Fujifilm seemed to really kick off the trend for pretty major firmware updates to their existing models, regularly breathing new life into old bodies ever year or two. But while just about every other manufacturer seems to have jumped on the trend with major functional updates, Fujifilm has remained oddly silent, having not really released anything all that major since the X-Pro 2 gained 4K video in 2017.
This video from DPReview explores some of the reasons why we might not have heard from Fujifilm for a while. Although, given recent rumours, I wonder if they’re holding off so their old gear doesn’t compete with the new stuff expected to be announced soon?
I’m conflicted about this new firmware trend. I like that manufacturers are starting to breathe new life into their existing cameras, prolonging their life, but I also find it a little frustrating. It used to be that camera manufacturers released a camera, here are the specs, and there you go. You knew what you were getting into from day one. Now, you’ve really no idea what you’re going to end up with. Why can’t manufacturers just put these features in from the start?
Sure, that means that ultimately the camera is going to end up even better than it was when you bought it, but when upgrade time comes along or you need something to fill a specific role, especially if you’re eyeing up a model from a brand you wouldn’t normally, it does make things more difficult. You hear a rumour that this camera’s going to get that feature, or whatever, and you don’t know whether to just buy or hold off.
I would’ve bought a Panasonic G9 a long time ago, for example, if I found it out that it was eventually going to be almost as good as the GH5 for video (at least for my needs), but at a much lower price point. I don’t need the G9 or the GH5 anymore and went a different route altogether, so, Panasonic lost my money. Are manufacturers potentially harming their sales by going to this model of releasing a camera and then adding new features after the fact? Or are they relying on people just buying the more expensive camera to begin with that already has these features?

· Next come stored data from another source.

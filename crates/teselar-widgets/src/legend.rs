//! Category legend: a grid of color swatches with category labels.

use serde::{Deserialize, Serialize};
use teselar_core::{
    widget::{LayoutResult, TextStyle},
    Canvas, CategoryPalette, Color, Constraints, Event, Point, Rect, Size, TypeId, Widget,
};

/// Legend panel width; fixes the column count together with [`H_SPACING`].
const LEGEND_WIDTH: f32 = 600.0;
/// Horizontal distance between swatch columns.
const H_SPACING: f32 = 200.0;
/// Vertical gap between swatch rows.
const V_SPACING: f32 = 10.0;
/// Side length of a color swatch.
const RECT_SIZE: f32 = 15.0;
/// Grid origin within the legend panel.
const GRID_ORIGIN: Point = Point { x: 60.0, y: 10.0 };
/// Label offset from the swatch's right edge.
const TEXT_X_OFFSET: f32 = 5.0;
/// Label baseline offset from the swatch's bottom edge.
const TEXT_Y_OFFSET: f32 = -2.0;

/// One legend row item: a category name, its swatch color, and the
/// swatch's resolved grid position.
#[derive(Debug, Clone, PartialEq, Serialize, Deserialize)]
pub struct LegendEntry {
    /// Category name, drawn next to the swatch.
    pub category: String,
    /// Swatch fill, identical to the category's tile fill.
    pub color: Color,
    /// Swatch bounds within the legend.
    pub swatch: Rect,
}

/// Legend widget laying entries out in fixed-width columns.
///
/// Entries keep the palette's first-seen category order, so the legend
/// reads in the same order colors appear across the treemap.
#[derive(Debug, Clone)]
pub struct Legend {
    entries: Vec<LegendEntry>,
    size: Size,
    bounds: Rect,
    test_id_value: Option<String>,
}

impl Legend {
    /// Build a legend from every category the palette has assigned.
    #[must_use]
    pub fn from_palette(palette: &CategoryPalette) -> Self {
        let columns = ((LEGEND_WIDTH / H_SPACING).floor() as usize).max(1);

        let mut entries = Vec::with_capacity(palette.len());
        for (i, category) in palette.categories().iter().enumerate() {
            let column = i % columns;
            let row = i / columns;
            let swatch = Rect::new(
                GRID_ORIGIN.x + column as f32 * H_SPACING,
                GRID_ORIGIN.y + row as f32 * (RECT_SIZE + V_SPACING),
                RECT_SIZE,
                RECT_SIZE,
            );
            entries.push(LegendEntry {
                category: category.clone(),
                color: palette
                    .get(category)
                    .unwrap_or(Color::TRANSPARENT),
                swatch,
            });
        }

        let rows = entries.len().div_ceil(columns);
        let size = Size::new(
            LEGEND_WIDTH,
            GRID_ORIGIN.y + rows as f32 * (RECT_SIZE + V_SPACING),
        );
        Self {
            entries,
            size,
            bounds: Rect::default(),
            test_id_value: None,
        }
    }

    /// Set test ID.
    #[must_use]
    pub fn test_id(mut self, id: impl Into<String>) -> Self {
        self.test_id_value = Some(id.into());
        self
    }

    /// Entries in palette first-seen order.
    #[must_use]
    pub fn entries(&self) -> &[LegendEntry] {
        &self.entries
    }

    /// Look up the entry for a category.
    #[must_use]
    pub fn entry_for(&self, category: &str) -> Option<&LegendEntry> {
        self.entries.iter().find(|e| e.category == category)
    }
}

impl Widget for Legend {
    fn type_id(&self) -> TypeId {
        TypeId::of::<Self>()
    }

    fn measure(&self, constraints: Constraints) -> Size {
        constraints.constrain(self.size)
    }

    fn layout(&mut self, bounds: Rect) -> LayoutResult {
        self.bounds = bounds;
        LayoutResult { size: self.size }
    }

    fn paint(&self, canvas: &mut dyn Canvas) {
        let text_style = TextStyle::default();
        for entry in &self.entries {
            canvas.fill_rect(entry.swatch, entry.color);
            let baseline = Point::new(
                entry.swatch.right() + TEXT_X_OFFSET,
                entry.swatch.bottom() + TEXT_Y_OFFSET,
            );
            canvas.draw_text(&entry.category, baseline, &text_style);
        }
    }

    fn event(&mut self, _event: &Event) {}

    fn test_id(&self) -> Option<&str> {
        self.test_id_value.as_deref()
    }

    fn bounds(&self) -> Rect {
        self.bounds
    }
}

That’s what leads me back to my thought that the reason we might not have seen any new updates from Fujifilm for a while is that they’re getting ready to announce new stuff. Stuff that they’ve been working on for a while. And they don’t want to cut into the sales of that new gear if the older cameras can mostly keep up with just a firmware update.
Perhaps Fujifilm is ending the whole concept now. Maybe they’re starting to realise that when people don’t really know what they’re buying vs what else is available on the market, they may just go with somebody else. But if all the manufacturers are doing it…

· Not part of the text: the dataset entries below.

//! Squarified treemap layout (Bruls, Huizing & van Wijk).
//!
//! Each internal node's region is subdivided among its children in
//! proportion to `aggregate / parent aggregate`. Children are grouped into
//! rows laid along the region's current shorter side; an item joins the
//! open row while it does not worsen the row's worst aspect ratio.
//! Layout is pure f64 arithmetic over a fixed child order, so repeated
//! runs are bit-for-bit identical.

use crate::hierarchy::{Hierarchy, NodeId};
use serde::{Deserialize, Serialize};
use teselar_core::{Rect, Size};
use tracing::{debug, warn};

/// Default canvas width.
pub const DEFAULT_WIDTH: f32 = 950.0;
/// Default canvas height.
pub const DEFAULT_HEIGHT: f32 = 550.0;
/// Default inner padding between sibling tiles.
pub const DEFAULT_PADDING: f32 = 1.0;

/// Treemap layout configuration.
#[derive(Debug, Clone, Copy, PartialEq, Serialize, Deserialize)]
pub struct TreemapLayout {
    /// Canvas size the root region fills.
    pub size: Size,
    /// Inner padding between sibling tiles, applied after proportional
    /// positioning; it never affects the proportional split itself.
    pub padding: f32,
}

impl Default for TreemapLayout {
    fn default() -> Self {
        Self {
            size: Size::new(DEFAULT_WIDTH, DEFAULT_HEIGHT),
            padding: DEFAULT_PADDING,
        }
    }
}

/// Working rectangle in f64 to keep the layout deterministic and free of
/// f32 accumulation error until bounds are finally stored.
#[derive(Debug, Clone, Copy)]
struct Region {
    x: f64,
    y: f64,
    w: f64,
    h: f64,
}

impl Region {
    fn to_rect(self) -> Rect {
        Rect::new(self.x as f32, self.y as f32, self.w as f32, self.h as f32)
    }
}

impl TreemapLayout {
    /// Create a layout over the given canvas.
    #[must_use]
    pub fn new(width: f32, height: f32, padding: f32) -> Self {
        Self {
            size: Size::new(width, height),
            padding: padding.max(0.0),
        }
    }

    /// Compute bounds for every node in the hierarchy.
    ///
    /// Internal-node bounds drive the recursion; leaf bounds are the
    /// externally consumed output.
    pub fn compute(&self, hierarchy: &mut Hierarchy) {
        let root = hierarchy.root();
        let region = Region {
            x: 0.0,
            y: 0.0,
            w: f64::from(self.size.width),
            h: f64::from(self.size.height),
        };
        hierarchy.node_mut(root).bounds = Some(region.to_rect());
        self.layout_node(hierarchy, root, region);
        debug!(
            width = self.size.width,
            height = self.size.height,
            padding = self.padding,
            "treemap layout computed"
        );
    }

    fn layout_node(&self, hierarchy: &mut Hierarchy, id: NodeId, region: Region) {
        let children = hierarchy.node(id).children.clone();
        if children.is_empty() {
            return;
        }

        let parent_aggregate = hierarchy.node(id).aggregate;
        let region_area = region.w * region.h;

        // Partition zero-aggregate children out: they get zero-area rects
        // and cannot participate in row building.
        let mut placements = Vec::with_capacity(children.len());
        let mut positive = Vec::with_capacity(children.len());
        for &child in &children {
            let aggregate = hierarchy.node(child).aggregate;
            let area = if parent_aggregate > 0.0 {
                region_area * (aggregate / parent_aggregate)
            } else {
                0.0
            };
            if area > 0.0 && area.is_finite() {
                positive.push((child, area));
            } else {
                placements.push((
                    child,
                    Region {
                        x: region.x,
                        y: region.y,
                        w: 0.0,
                        h: 0.0,
                    },
                ));
            }
        }

        let placed = squarify(
            &positive.iter().map(|&(_, area)| area).collect::<Vec<_>>(),
            region,
        );
        for (&(child, _), rect) in positive.iter().zip(placed) {
            placements.push((child, rect));
        }

        for (child, placed) in placements {
            let padded = pad_within(placed, region, f64::from(self.padding) / 2.0);
            hierarchy.node_mut(child).bounds = Some(padded.to_rect());
            self.layout_node(hierarchy, child, padded);
        }
    }
}

/// Inset a child rectangle by `half` on every side that is not flush with
/// its parent region, producing uniform gaps of a full padding unit between
/// siblings and none at the region boundary. Collapses to the midpoint
/// rather than inverting.
fn pad_within(rect: Region, region: Region, half: f64) -> Region {
    const EPS: f64 = 1e-9;

    let mut x0 = rect.x;
    let mut y0 = rect.y;
    let mut x1 = rect.x + rect.w;
    let mut y1 = rect.y + rect.h;

    if x0 > region.x + EPS {
        x0 += half;
    }
    if y0 > region.y + EPS {
        y0 += half;
    }
    if x1 < region.x + region.w - EPS {
        x1 -= half;
    }
    if y1 < region.y + region.h - EPS {
        y1 -= half;
    }

    if x1 < x0 {
        let mid = (x0 + x1) / 2.0;
        x0 = mid;
        x1 = mid;
    }
    if y1 < y0 {
        let mid = (y0 + y1) / 2.0;
        y0 = mid;
        y1 = mid;
    }

    Region {
        x: x0,
        y: y0,
        w: x1 - x0,
        h: y1 - y0,
    }
}

/// Squarified row building: keep adding items to the current row while the
/// worst aspect ratio does not worsen, then commit the row along the
/// shorter side of what remains.
fn squarify(areas: &[f64], region: Region) -> Vec<Region> {
    let mut out = Vec::with_capacity(areas.len());
    let mut x = region.x;
    let mut y = region.y;
    let mut w = region.w;
    let mut h = region.h;

    let mut idx = 0;
    let mut row_start = 0;
    let mut row_sum = 0.0;
    let mut row_min = f64::INFINITY;
    let mut row_max = 0.0_f64;

    while idx < areas.len() {
        if w <= 1e-9 || h <= 1e-9 {
            // Region exhausted: everything still pending, including any
            // open row, becomes zero-area at the cursor, preserving the
            // one-output-per-input ordering.
            warn!(
                pending = areas.len() - row_start,
                "region exhausted before all items were placed"
            );
            for _ in row_start..areas.len() {
                out.push(Region { x, y, w: 0.0, h: 0.0 });
            }
            row_start = areas.len();
            row_sum = 0.0;
            break;
        }

        let area = areas[idx];
        let side = w.min(h);
        let current = if row_sum > 0.0 {
            worst_ratio(row_min, row_max, row_sum, side)
        } else {
            f64::INFINITY
        };
        let next = worst_ratio(row_min.min(area), row_max.max(area), row_sum + area, side);

        if row_sum <= 0.0 || next <= current {
            row_sum += area;
            row_min = row_min.min(area);
            row_max = row_max.max(area);
            idx += 1;
            continue;
        }

        layout_row(
            &areas[row_start..idx],
            row_sum,
            &mut x,
            &mut y,
            &mut w,
            &mut h,
            &mut out,
        );
        row_start = idx;
        row_sum = 0.0;
        row_min = f64::INFINITY;
        row_max = 0.0;
    }

    if row_sum > 0.0 && row_start < idx {
        layout_row(
            &areas[row_start..idx],
            row_sum,
            &mut x,
            &mut y,
            &mut w,
            &mut h,
            &mut out,
        );
    }

    out
}

/// Commit one row along the shorter side of the remaining rectangle.
#[allow(clippy::too_many_arguments)]
fn layout_row(
    row: &[f64],
    row_sum: f64,
    x: &mut f64,
    y: &mut f64,
    w: &mut f64,
    h: &mut f64,
    out: &mut Vec<Region>,
) {
    if row.is_empty() || row_sum <= 0.0 {
        return;
    }

    // Paper's width(): the shortest side of the remaining rectangle.
    // If width is shortest, the row is a horizontal strip; otherwise
    // vertical.
    let horizontal = *w <= *h;
    let short = if horizontal { *w } else { *h };
    let thickness = row_sum / short;

    let mut offset = 0.0;
    for (i, &area) in row.iter().enumerate() {
        let mut length = area / thickness;
        // Absorb floating-point error into the final rect in the strip.
        if i == row.len() - 1 {
            length = (short - offset).max(0.0);
        }
        let rect = if horizontal {
            Region {
                x: *x + offset,
                y: *y,
                w: length,
                h: thickness,
            }
        } else {
            Region {
                x: *x,
                y: *y + offset,
                w: thickness,
                h: length,
            }
        };
        out.push(rect);
        offset += length;
    }

    if horizontal {
        *y += thickness;
        *h = (*h - thickness).max(0.0);
    } else {
        *x += thickness;
        *w = (*w - thickness).max(0.0);
    }
}

/// Worst aspect ratio of a row with the given area statistics committed
/// against a side of the given length.
fn worst_ratio(min_area: f64, max_area: f64, sum: f64, side: f64) -> f64 {
    if sum <= 0.0 || side <= 0.0 || min_area <= 0.0 || max_area <= 0.0 {
        return f64::MAX;
    }
    let side_sq = side * side;
    let sum_sq = sum * sum;
    ((side_sq * max_area) / sum_sq).max(sum_sq / (side_sq * min_area))
}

It’s that whole “done is better than perfect” thing that’s often said to photographers and other creatives just to get them out there and making stuff, but applied to the tools they use instead.
On the flip-side, though, it does mean that manufacturers can concentrate on getting the features to work exactly the way their customers demand. Throw out a body into the wild, see what the response is like and what users need, and then design those major feature enhancements to fit exactly what they’re being asked for. It would be a lot less work for them than developing a feature, and then having to completely change it to work a different way.
What do you think? Do you like this concept of releasing what are essentially unfinished bodies that receive upgrades as you go? Or would you rather pay more and have the camera’s entire capability available to you from the start?